What would happen if light hit a non-differentiable curve? Suppose we are talking about reflections in 2D, and let's suppose that hypothetically I have something like a weistrass function with one side completely reflective

How would light reflect of it's surface if we shot a beam from above to the curve (at any point)?
This may seem like a trivial question, but it gets complicated as soon as you realize since the function is not differentiable, there is no clear tangent line approximation we can talk about and hence no normal at a point. So, it's no longer clear how to apply snell's law of reflection.
 A: Your question is phrased in the language of ray optics.  But ray optics is just an approximation to the propagation of light as a wave.  We can obtain the equations of ray optics by writing down a wave amplitude of the form
$$
\phi(\vec{r},t) = A(\vec{r}) e^{i S(\vec{r}) - \omega t},
$$
and plugging it into the wave equation.  If we make various assumptions, we can obtain the standard results of ray optics (light travels in straight lines, Snell's Laws of refraction & reflection, etc.)  These assumptions basically all boil down to "the wavelength of light is small compared to any other length scale in the problem."  Wikipedia has all the gory details if you're interested.
The Weierstrass function fails the assumptions required to use ray optics.  The fractal nature of the surface means that the "roughness" of the surface is significant on all length scales, both greater than and less than the wavelength of the incident light.  We therefore can't use Snell's Law and the other results of ray optics at all.  To find out what would happen, we would have to solve the wave equation with the Weierstrass function as a boundary instead.  This is left as an exercise to the reader.
A: This is a deeply nontrivial question, mostly because it is bringing an abstract mathematical object into interaction with real world. But not a bad one.  One needs to make a clear cut where the "real world" begins.
So I first assume there is a very thin wire with diameter nonzero but negligible compared to wavelength, and it is structured to near-fractal shape down to its diameter. What is the polarization of your light?

*

*P-polarization (i.e. in-plane): Light hits it, and since the wire is actually very long and thin, the current will not screen the electric field, so light dit does not scatter and passes through.

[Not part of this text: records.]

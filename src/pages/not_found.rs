use dioxus::prelude::*;
use megilance_core::AlertSeverity;
use megilance_ui::Alert;

use crate::app::Route;

#[component]
pub fn NotFound(segments: Vec<String>) -> Element {
    let path = format!("/{}", segments.join("/"));
    tracing::debug!(%path, "no route");

    rsx! {
        div { class: "page",
            h1 { class: "page__title", "Page not found" }
            Alert { severity: AlertSeverity::Warning,
                "Nothing lives at {path}."
            }
            Link { class: "btn", to: Route::Home {}, "Back home" }
        }
    }
}
//! Routed pages.

mod ai;
mod dashboard;
mod home;
mod invoices;
mod not_found;
mod payments;
mod portal;
mod post_job;
mod rank;
mod reviews;
mod settings;

pub use ai::{FraudCheck, PriceEstimator, SentimentAnalysis};
pub use dashboard::Dashboard;
pub use home::{Home, HowItWorks};
pub use invoices::Invoices;
pub use not_found::NotFound;
pub use payments::Payments;
pub use portal::{PortalAlias, RoleSection};
pub use post_job::PostJob;
pub use rank::Rank;
pub use reviews::Reviews;
pub use settings::Settings;
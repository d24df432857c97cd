//! Theme preference and the session-lived theme store.
//!
//! Exactly one [`Theme`] is active once the store has been hydrated. Before
//! that the state is [`ThemeState::Unset`] and themed components render
//! nothing, so the user never sees a flash of the wrong palette.

use std::fmt;
use std::str::FromStr;
use std::sync::Arc;

use parking_lot::RwLock;
use serde::{Deserialize, Serialize};

use crate::error::UiError;
use crate::storage::SharedStorage;

/// Storage key holding the persisted theme name.
pub const THEME_STORAGE_KEY: &str = "theme";

/// Environment variable consulted for the system colour-scheme hint.
pub const SYSTEM_SCHEME_ENV: &str = "MEGILANCE_COLOR_SCHEME";

/// A named visual mode.
#[derive(Clone, Copy, PartialEq, Eq, Hash, Debug, Default, Serialize, Deserialize)]
#[serde(rename_all = "lowercase")]
pub enum Theme {
    #[default]
    Light,
    Dark,
}

impl Theme {
    pub fn as_str(&self) -> &'static str {
        match self {
            Theme::Light => "light",
            Theme::Dark => "dark",
        }
    }

    /// The other theme.
    pub fn toggled(&self) -> Theme {
        match self {
            Theme::Light => Theme::Dark,
            Theme::Dark => Theme::Light,
        }
    }
}

impl fmt::Display for Theme {
    fn fmt(&self, f: &mut fmt::Formatter<'_>) -> fmt::Result {
        f.write_str(self.as_str())
    }
}

impl FromStr for Theme {
    type Err = UiError;

    fn from_str(s: &str) -> Result<Self, Self::Err> {
        match s.trim() {
            "light" => Ok(Theme::Light),
            "dark" => Ok(Theme::Dark),
            other => Err(UiError::UnknownTheme(other.to_string())),
        }
    }
}

/// Theme as observed by components: unset until hydration completes.
#[derive(Clone, Copy, PartialEq, Eq, Debug, Default)]
pub enum ThemeState {
    #[default]
    Unset,
    Resolved(Theme),
}

impl ThemeState {
    /// The resolved theme, or `None` while still unset.
    pub fn resolved(&self) -> Option<Theme> {
        match self {
            ThemeState::Unset => None,
            ThemeState::Resolved(theme) => Some(*theme),
        }
    }

    pub fn is_unset(&self) -> bool {
        matches!(self, ThemeState::Unset)
    }
}

/// System-level colour scheme preference.
///
/// Desktop platforms do not expose one uniformly, so the shell reads
/// [`SYSTEM_SCHEME_ENV`]; anything other than `light`/`dark` means no hint.
#[derive(Clone, Copy, PartialEq, Eq, Debug, Default)]
pub struct SystemPreference(pub Option<Theme>);

impl SystemPreference {
    pub fn from_env() -> Self {
        Self::from_value(std::env::var(SYSTEM_SCHEME_ENV).ok().as_deref())
    }

    pub fn from_value(value: Option<&str>) -> Self {
        SystemPreference(value.and_then(|v| v.parse().ok()))
    }
}

/// Session-lived theme state, passed down as an explicit context object.
///
/// Reads take the whole [`ThemeState`] under one lock, so concurrently
/// rendered components always agree on the active theme.
#[derive(Clone)]
pub struct ThemeStore {
    state: Arc<RwLock<ThemeState>>,
    storage: SharedStorage,
}

impl ThemeStore {
    /// Create an unhydrated store backed by `storage`.
    pub fn new(storage: SharedStorage) -> Self {
        Self {
            state: Arc::new(RwLock::new(ThemeState::Unset)),
            storage,
        }
    }

    /// Current state snapshot.
    pub fn state(&self) -> ThemeState {
        *self.state.read()
    }

    /// Seed the store: stored choice first, then the system hint, then light.
    ///
    /// A stored value that does not parse is ignored (and logged).
    pub fn hydrate(&self, system: SystemPreference) -> Theme {
        let stored = self
            .storage
            .get_or_absent(THEME_STORAGE_KEY)
            .and_then(|raw| match raw.parse::<Theme>() {
                Ok(theme) => Some(theme),
                Err(e) => {
                    tracing::warn!("ignoring stored theme: {}", e);
                    None
                }
            });

        let theme = stored.or(system.0).unwrap_or_default();
        *self.state.write() = ThemeState::Resolved(theme);
        tracing::debug!(%theme, from_storage = stored.is_some(), "theme hydrated");
        theme
    }

    /// Set and persist the active theme. Always succeeds; a failed write
    /// only means the choice will not survive a restart.
    pub fn set_theme(&self, theme: Theme) {
        *self.state.write() = ThemeState::Resolved(theme);
        self.storage.set_or_skip(THEME_STORAGE_KEY, theme.as_str());
        tracing::info!(%theme, "theme changed");
    }

    /// Flip between light and dark and return the new theme.
    ///
    /// An unset store toggles from the default (light) to dark.
    pub fn toggle(&self) -> Theme {
        let next = self.state().resolved().unwrap_or_default().toggled();
        self.set_theme(next);
        next
    }

    /// Back to `Unset`. Test harnesses call this between cases.
    pub fn reset(&self) {
        *self.state.write() = ThemeState::Unset;
    }
}

#[cfg(test)]
mod tests {
    use super::*;
    use crate::storage::{ClientStorage, MemoryStorage};

    fn make_store() -> (ThemeStore, MemoryStorage) {
        let mem = MemoryStorage::new();
        (ThemeStore::new(Arc::new(mem.clone())), mem)
    }

    #[test]
    fn starts_unset() {
        let (store, _) = make_store();
        assert!(store.state().is_unset());
        assert_eq!(store.state().resolved(), None);
    }

    #[test]
    fn hydrate_prefers_storage() {
        let (store, mem) = make_store();
        mem.set(THEME_STORAGE_KEY, "dark").unwrap();
        let theme = store.hydrate(SystemPreference(Some(Theme::Light)));
        assert_eq!(theme, Theme::Dark);
        assert_eq!(store.state(), ThemeState::Resolved(Theme::Dark));
    }

    #[test]
    fn hydrate_falls_back_to_system_then_light() {
        let (store, _) = make_store();
        assert_eq!(store.hydrate(SystemPreference(Some(Theme::Dark))), Theme::Dark);

        let (store, _) = make_store();
        assert_eq!(store.hydrate(SystemPreference::default()), Theme::Light);
    }

    #[test]
    fn hydrate_ignores_garbage() {
        let (store, mem) = make_store();
        mem.set(THEME_STORAGE_KEY, "purple").unwrap();
        assert_eq!(store.hydrate(SystemPreference(Some(Theme::Dark))), Theme::Dark);
    }

    #[test]
    fn set_theme_persists() {
        let (store, mem) = make_store();
        store.set_theme(Theme::Dark);
        assert_eq!(mem.get(THEME_STORAGE_KEY).unwrap().as_deref(), Some("dark"));

        // A fresh store over the same storage sees the choice
        let again = ThemeStore::new(Arc::new(mem));
        assert_eq!(again.hydrate(SystemPreference::default()), Theme::Dark);
    }

    #[test]
    fn toggle_flips() {
        let (store, _) = make_store();
        store.hydrate(SystemPreference::default());
        assert_eq!(store.toggle(), Theme::Dark);
        assert_eq!(store.toggle(), Theme::Light);
    }

    #[test]
    fn reset_returns_to_unset() {
        let (store, _) = make_store();
        store.set_theme(Theme::Dark);
        store.reset();
        assert!(store.state().is_unset());
    }

    #[test]
    fn system_preference_parsing() {
        assert_eq!(SystemPreference::from_value(Some("dark")).0, Some(Theme::Dark));
        assert_eq!(SystemPreference::from_value(Some(" light ")).0, Some(Theme::Light));
        assert_eq!(SystemPreference::from_value(Some("auto")).0, None);
        assert_eq!(SystemPreference::from_value(None).0, None);
    }

    #[test]
    fn theme_from_str() {
        assert_eq!("light".parse::<Theme>().unwrap(), Theme::Light);
        assert!(matches!("x".parse::<Theme>(), Err(UiError::UnknownTheme(_))));
    }
}
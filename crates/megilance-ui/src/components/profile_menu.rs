//! Avatar-triggered account menu.

use dioxus::prelude::*;
use megilance_core::widgets::Disclosure;
use megilance_core::Component;

use super::avatar::Avatar;
use crate::context::use_class_set;

#[derive(Clone, PartialEq, Props)]
pub struct ProfileMenuProps {
    pub name: String,
    #[props(default)]
    pub subtitle: Option<String>,
    #[props(default)]
    pub avatar_src: Option<String>,
    /// Menu entries as `(id, label)`.
    pub items: Vec<(String, String)>,
    /// Fired with the id of the chosen entry.
    pub on_select: EventHandler<String>,
    #[props(default)]
    pub class: Option<String>,
}

#[component]
pub fn ProfileMenu(props: ProfileMenuProps) -> Element {
    let mut menu = use_signal(Disclosure::default);
    let Some(classes) = use_class_set(Component::ProfileMenu) else {
        return rsx! {};
    };
    let is_open = menu.read().is_open();
    let classes = classes
        .when(is_open, "profile-menu--open")
        .with_override(props.class.as_deref());

    rsx! {
        div { class: "{classes}",
            button {
                class: "profile-menu__trigger",
                r#type: "button",
                "aria-haspopup": "menu",
                "aria-expanded": if is_open { "true" } else { "false" },
                onclick: move |_| {
                    menu.write().toggle();
                },
                Avatar { name: props.name.clone(), src: props.avatar_src.clone() }
            }
            if is_open {
                // Backdrop to close the menu when clicking outside
                div {
                    class: "profile-menu__backdrop",
                    onclick: move |_| menu.write().close(),
                }
                div { class: "profile-menu__panel", role: "menu",
                    div { class: "profile-menu__header",
                        strong { "{props.name}" }
                        if let Some(subtitle) = &props.subtitle {
                            span { class: "profile-menu__subtitle", "{subtitle}" }
                        }
                    }
                    for (id, label) in props.items.iter() {
                        {
                            let id = id.clone();
                            let on_select = props.on_select;
                            rsx! {
                                button {
                                    key: "{id}",
                                    class: "profile-menu__item",
                                    r#type: "button",
                                    role: "menuitem",
                                    onclick: move |_| {
                                        menu.write().close();
                                        on_select.call(id.clone());
                                    },
                                    "{label}"
                                }
                            }
                        }
                    }
                }
            }
        }
    }
}
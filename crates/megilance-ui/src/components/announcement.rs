//! Dismissible announcement banner.

use dioxus::prelude::*;
use megilance_core::widgets::Announcement;
use megilance_core::Component;

use crate::context::{use_class_set, use_storage};

#[derive(Clone, PartialEq, Props)]
pub struct AnnouncementBannerProps {
    /// Identifies the announcement; its dismissal is remembered under this id.
    pub id: String,
    pub message: String,
    #[props(default)]
    pub cta_label: Option<String>,
    #[props(default)]
    pub on_cta: Option<EventHandler<()>>,
    #[props(default)]
    pub class: Option<String>,
}

/// Banner that stays hidden once dismissed, across restarts.
///
/// Give each announcement its own `key` so a new id mounts a fresh banner.
#[component]
pub fn AnnouncementBanner(props: AnnouncementBannerProps) -> Element {
    let storage = use_storage();
    let id = props.id.clone();
    let load_storage = storage.clone();
    let mut banner = use_signal(move || Announcement::load(id, load_storage.as_ref()));
    let classes = use_class_set(Component::Announcement);

    if !banner.read().is_visible() {
        return rsx! {};
    }
    let Some(classes) = classes else {
        return rsx! {};
    };
    let classes = classes.with_override(props.class.as_deref());

    rsx! {
        div { class: "{classes}", role: "region", "aria-label": "Announcement",
            p { class: "announcement__message", "{props.message}" }
            if let (Some(label), Some(on_cta)) = (&props.cta_label, props.on_cta) {
                button {
                    class: "announcement__cta",
                    r#type: "button",
                    onclick: move |_| on_cta.call(()),
                    "{label}"
                }
            }
            button {
                class: "announcement__dismiss",
                r#type: "button",
                "aria-label": "Dismiss announcement",
                onclick: move |_| banner.write().dismiss(storage.as_ref()),
                "\u{00D7}"
            }
        }
    }
}
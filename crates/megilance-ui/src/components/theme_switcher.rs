//! Light/dark toggle.

use dioxus::prelude::*;
use megilance_core::{Component, Theme};

use crate::context::{use_class_set, use_resolved_theme, use_theme_setter};

fn switch_label(theme: Theme) -> &'static str {
    match theme {
        Theme::Light => "Switch to dark theme",
        Theme::Dark => "Switch to light theme",
    }
}

fn switch_icon(theme: Theme) -> &'static str {
    match theme {
        Theme::Light => "\u{263E}",
        Theme::Dark => "\u{2600}",
    }
}

/// Button that flips the active theme and persists the choice.
///
/// Renders nothing until the theme has been hydrated.
#[component]
pub fn ThemeSwitcher(#[props(default)] class: Option<String>) -> Element {
    let mut setter = use_theme_setter();
    let theme = use_resolved_theme();
    let classes = use_class_set(Component::ThemeSwitcher);

    let (Some(theme), Some(classes)) = (theme, classes) else {
        return rsx! {};
    };
    let classes = classes.with_override(class.as_deref());

    rsx! {
        button {
            class: "{classes}",
            r#type: "button",
            "aria-label": switch_label(theme),
            title: switch_label(theme),
            onclick: move |_| {
                setter.toggle();
            },
            span { class: "theme-switcher__icon", "{switch_icon(theme)}" }
        }
    }
}

#[cfg(test)]
mod tests {
    use super::*;

    #[test]
    fn label_names_the_other_theme() {
        assert_eq!(switch_label(Theme::Light), "Switch to dark theme");
        assert_eq!(switch_label(Theme::Dark), "Switch to light theme");
        assert_ne!(switch_icon(Theme::Light), switch_icon(Theme::Dark));
    }
}
//! Page shells for sections without content yet.

use dioxus::prelude::*;
use megilance_core::portal::UNDER_CONSTRUCTION;
use megilance_core::toast::{ToastRequest, ToastVariant};
use megilance_core::Component;

use crate::context::{use_class_set, use_toaster};

/// Title plus a short "coming soon" description.
#[component]
pub fn PlaceholderPage(
    title: String,
    #[props(default = UNDER_CONSTRUCTION.to_string())] description: String,
) -> Element {
    let Some(classes) = use_class_set(Component::PlaceholderPage) else {
        return rsx! {};
    };

    rsx! {
        section { class: "{classes}",
            h1 { class: "placeholder-page__title", "{title}" }
            p { class: "placeholder-page__description", "{description}" }
        }
    }
}

/// Empty list with a call to action that raises a toast.
#[component]
pub fn EmptyState(title: String, description: String, cta_label: String) -> Element {
    let mut toaster = use_toaster();
    let Some(classes) = use_class_set(Component::PlaceholderPage) else {
        return rsx! {};
    };
    let classes = classes.variant("placeholder-page--empty");
    let toast_title = cta_label.clone();

    rsx! {
        section { class: "{classes}",
            h1 { class: "placeholder-page__title", "{title}" }
            div { class: "placeholder-page__empty-icon", "aria-hidden": "true", "\u{2205}" }
            p { class: "placeholder-page__description", "{description}" }
            button {
                class: "placeholder-page__cta",
                r#type: "button",
                onclick: move |_| {
                    toaster.notify(
                        ToastRequest::new(toast_title.clone())
                            .description("This feature is coming soon.")
                            .variant(ToastVariant::Info),
                    );
                },
                "{cta_label}"
            }
        }
    }
}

*S-polarization (i.e. out-of plane): Light does not care about ultra-thin wires perpendicular to E. No scattering either.

A different result occurs if you extrude the Weierstrass function to become a cross-section of a structured sheet - even then the macroscopic sheet conductivity is going to be very low.

*

*P-polarization - plasmonic resonances may occur between the spikes and valleys. A lot of light may be absorbed at numerous resonance frequencies. Otherwise it would be partially reflected, or partially transmitted - basically this is handled by nanoplasmonics and it will depend on whether there is one nanometer, 10 nm, or 100 nm of metal and therefore how long the surface path is.

*S-polarization - No plasmonic resonances due to out-of-plane translational homogeneity. Light will get reflected more than in the S-polarized case. But less than from a flat mirror of the same material due to the boundary not being so abrupt.

Once wavelength is shorter than the basic period of the function, you will also observe light scattering it into high diffraction orders, as predicted by ordinary grating theory. Efficiency is going to be lower than for a smooth grating due to ohmic losses.
There are many fractal-like conductive objects in the nature down to atomic level. Typically they are absorbing much light (c.f. carbon soot).